**TASK INPUT**
= = =

// src/dag/mod.rs

//! Action graphs and per-root execution plans.
//!
//! - [`action`] defines the [`Action`] trait and reference identity.
//! - [`plan`] expands one root into depth levels and runs them deepest-first.
//! - [`registry`] is the exactly-once claim set shared by all plans of a pool.
//! - [`plan_step`] defines the result type for manually stepped plans.

pub mod action;
pub mod plan;
pub mod plan_step;
pub mod registry;

pub use action::{Action, ActionId, ActionRef};
pub use plan::Plan;
pub use plan_step::{ClaimAttempt, PlanStep};
pub use registry::ExecutionRegistry;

= = =

**ASSIGNED TASK**
Which lines of the data include the string "registry"? Copy each of them.

**SOLUTION TO THIS TASK**
//! - [`registry`] is the exactly-once claim set shared by all plans of a pool.
pub mod registry;
pub use registry::ExecutionRegistry;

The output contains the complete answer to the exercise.